Your instructions: In the entries below, find the line with "#[cfg(test)]" and print exactly every line from there up to and including the line with "summary.record(&success(TxKind::Deposit, 100, 3, 100, 900));", with no other lines.
── Extracted records ──
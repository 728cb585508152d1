//! Core type definitions for wrap/unwrap steps.
//!
//! This module contains the transaction kinds, the report a single step emits,
//! and the summary accumulated over a run.

use alloy::primitives::{TxHash, U256};
use core::fmt;
use serde::{Deserialize, Serialize};
use std::fmt::Display;

/// The two transaction types the cycler knows how to send.
#[derive(
    Debug, Clone, Copy, PartialEq, Eq, Hash, Serialize, Deserialize, clap::ValueEnum,
)]
#[serde(rename_all = "lowercase")]
pub enum TxKind {
    /// Wrap native currency into WETH via `deposit()`
    Deposit,
    /// Unwrap WETH back into native currency via `withdraw(uint256)`
    Withdraw,
}

impl TxKind {
    /// Single-letter token used when printing a sequence
    pub fn token(&self) -> char {
        match self {
            TxKind::Deposit => 'D',
            TxKind::Withdraw => 'W',
        }
    }

    /// Argument passed to a child process for this kind
    pub fn as_arg(&self) -> &'static str {
        match self {
            TxKind::Deposit => "deposit",
            TxKind::Withdraw => "withdraw",
        }
    }

    pub fn other(&self) -> TxKind {
        match self {
            TxKind::Deposit => TxKind::Withdraw,
            TxKind::Withdraw => TxKind::Deposit,
        }
    }

    /// Human label, e.g. "Wrap ETH (Deposit)"
    pub fn label(&self) -> &'static str {
        match self {
            TxKind::Deposit => "Wrap ETH (Deposit)",
            TxKind::Withdraw => "Unwrap ETH (Withdraw)",
        }
    }
}

impl Display for TxKind {
    fn fmt(&self, f: &mut fmt::Formatter<'_>) -> fmt::Result {
        match self {
            TxKind::Deposit => write!(f, "Deposit"),
            TxKind::Withdraw => write!(f, "Withdrawal"),
        }
    }
}

/// Log verbosity selected on the command line, shared with child processes
#[derive(Debug, Clone, Copy, Default, PartialEq, Eq)]
pub enum Verbosity {
    #[default]
    Normal,
    Verbose,
    Quiet,
}

impl Verbosity {
    /// `quiet` wins when both flags are set
    pub fn from_flags(verbose: bool, quiet: bool) -> Self {
        if quiet {
            Verbosity::Quiet
        } else if verbose {
            Verbosity::Verbose
        } else {
            Verbosity::Normal
        }
    }

    /// Global flag that reproduces this verbosity in a child invocation
    pub fn flag(&self) -> Option<&'static str> {
        match self {
            Verbosity::Normal => None,
            Verbosity::Verbose => Some("--verbose"),
            Verbosity::Quiet => Some("--quiet"),
        }
    }
}

/// Structured record a single step emits when it finishes.
/// A child process prints exactly one of these as its final stdout line.
#[derive(Debug, Clone, PartialEq, Serialize, Deserialize)]
#[serde(tag = "status", rename_all = "lowercase")]
pub enum StepReport {
    Success {
        kind: TxKind,
        /// Amount wrapped or unwrapped, in wei
        amount: U256,
        /// gas_used * effective_gas_price, in wei
        fee: U256,
        /// WETH balance after the step landed
        weth_balance: U256,
        /// Native balance after the step landed
        eth_balance: U256,
        tx_hash: TxHash,
        block_number: u64,
        /// The withdraw took the entire remaining WETH balance
        #[serde(default)]
        drained: bool,
    },
    Skipped {
        kind: TxKind,
        reason: String,
    },
    Failed {
        kind: TxKind,
        message: String,
    },
}

impl StepReport {
    /// Process exit code a child uses after emitting this report
    pub fn exit_code(&self) -> u8 {
        match self {
            StepReport::Failed { .. } => 1,
            _ => 0,
        }
    }
}

/// Totals accumulated over a run.
/// Only the owner of a run mutates it, once per finished step.
#[derive(Debug, Clone, Default, PartialEq)]
pub struct RunSummary {
    pub total_deposited: U256,
    pub total_withdrawn: U256,
    pub deposit_fees: U256,
    pub withdraw_fees: U256,
    /// Latest WETH balance reported by a successful step
    pub weth_balance: Option<U256>,
    /// Latest native balance reported by a successful step
    pub eth_balance: Option<U256>,
    pub succeeded: usize,
    pub skipped: usize,
    pub failed: usize,
}

impl RunSummary {
    pub fn new() -> Self {
        Self::default()
    }

    /// Folds one step report into the totals
    pub fn record(&mut self, report: &StepReport) {
        match report {
            StepReport::Success {
                kind,
                amount,
                fee,
                weth_balance,
                eth_balance,
                ..
            } => {
                match kind {
                    TxKind::Deposit => {
                        self.total_deposited += *amount;
                        self.deposit_fees += *fee;
                    }
                    TxKind::Withdraw => {
                        self.total_withdrawn += *amount;
                        self.withdraw_fees += *fee;
                    }
                }
                self.weth_balance = Some(*weth_balance);
                self.eth_balance = Some(*eth_balance);
                self.succeeded += 1;
            }
            StepReport::Skipped { .. } => self.skipped += 1,
            StepReport::Failed { .. } => self.failed += 1,
        }
    }

    /// Counts a step whose runner failed before any report was produced
    pub fn record_failure(&mut self) {
        self.failed += 1;
    }

    pub fn completed(&self) -> usize {
        self.succeeded + self.skipped + self.failed
    }

    pub fn total_fees(&self) -> U256 {
        self.deposit_fees + self.withdraw_fees
    }
}

#[cfg(test)]
mod tests {
    use super::*;

    fn success(kind: TxKind, amount: u64, fee: u64, weth: u64, eth: u64) -> StepReport {
        StepReport::Success {
            kind,
            amount: U256::from(amount),
            fee: U256::from(fee),
            weth_balance: U256::from(weth),
            eth_balance: U256::from(eth),
            tx_hash: TxHash::ZERO,
            block_number: 1,
            drained: false,
        }
    }

    #[test]
    fn record_splits_totals_by_kind() {
        let mut summary = RunSummary::new();
        summary.record(&success(TxKind::Deposit, 100, 3, 100, 900));
        summary.record(&success(TxKind::Deposit, 50, 2, 150, 850));
        summary.record(&success(TxKind::Withdraw, 70, 4, 80, 910));

        assert_eq!(summary.total_deposited, U256::from(150));
        assert_eq!(summary.deposit_fees, U256::from(5));
        assert_eq!(summary.total_withdrawn, U256::from(70));
        assert_eq!(summary.withdraw_fees, U256::from(4));
        assert_eq!(summary.total_fees(), U256::from(9));
        assert_eq!(summary.weth_balance, Some(U256::from(80)));
        assert_eq!(summary.eth_balance, Some(U256::from(910)));
        assert_eq!(summary.succeeded, 3);
    }

    #[test]
    fn skips_and_failures_leave_totals_untouched() {
        let mut summary = RunSummary::new();
        summary.record(&success(TxKind::Deposit, 10, 1, 10, 90));
        summary.record(&StepReport::Skipped {
            kind: TxKind::Withdraw,
            reason: "No WETH balance available.".to_string(),
        });
        summary.record(&StepReport::Failed {
            kind: TxKind::Deposit,
            message: "insufficient funds".to_string(),
        });
        summary.record_failure();

        assert_eq!(summary.total_deposited, U256::from(10));
        assert_eq!(summary.total_withdrawn, U256::ZERO);
        assert_eq!(summary.weth_balance, Some(U256::from(10)));
        assert_eq!(summary.skipped, 1);
        assert_eq!(summary.failed, 2);
        assert_eq!(summary.completed(), 4);
    }

    #[test]
    fn report_serializes_with_status_tag() {
        let report = StepReport::Failed {
            kind: TxKind::Withdraw,
            message: "boom".to_string(),
        };
        let json = serde_json::to_string(&report).unwrap();
        assert!(json.contains("\"status\":\"failed\""));
        assert!(json.contains("\"kind\":\"withdraw\""));
        assert_eq!(report.exit_code(), 1);
    }

    #[test]
    fn kind_tokens() {
        assert_eq!(TxKind::Deposit.token(), 'D');
        assert_eq!(TxKind::Withdraw.token(), 'W');
        assert_eq!(TxKind::Deposit.other(), TxKind::Withdraw);
        assert_eq!(TxKind::Withdraw.to_string(), "Withdrawal");
    }

    #[test]
    fn verbosity_flags() {
        assert_eq!(Verbosity::from_flags(false, false).flag(), None);
        assert_eq!(Verbosity::from_flags(true, false).flag(), Some("--verbose"));
        assert_eq!(Verbosity::from_flags(false, true).flag(), Some("--quiet"));
        assert_eq!(Verbosity::from_flags(true, true), Verbosity::Quiet);
    }
}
───
Reply to the task:
#[cfg(test)]
mod tests {
    use super::*;

    fn success(kind: TxKind, amount: u64, fee: u64, weth: u64, eth: u64) -> StepReport {
        StepReport::Success {
            kind,
            amount: U256::from(amount),
            fee: U256::from(fee),
            weth_balance: U256::from(weth),
            eth_balance: U256::from(eth),
            tx_hash: TxHash::ZERO,
            block_number: 1,
            drained: false,
        }
    }

    #[test]
    fn record_splits_totals_by_kind() {
        let mut summary = RunSummary::new();
        summary.record(&success(TxKind::Deposit, 100, 3, 100, 900));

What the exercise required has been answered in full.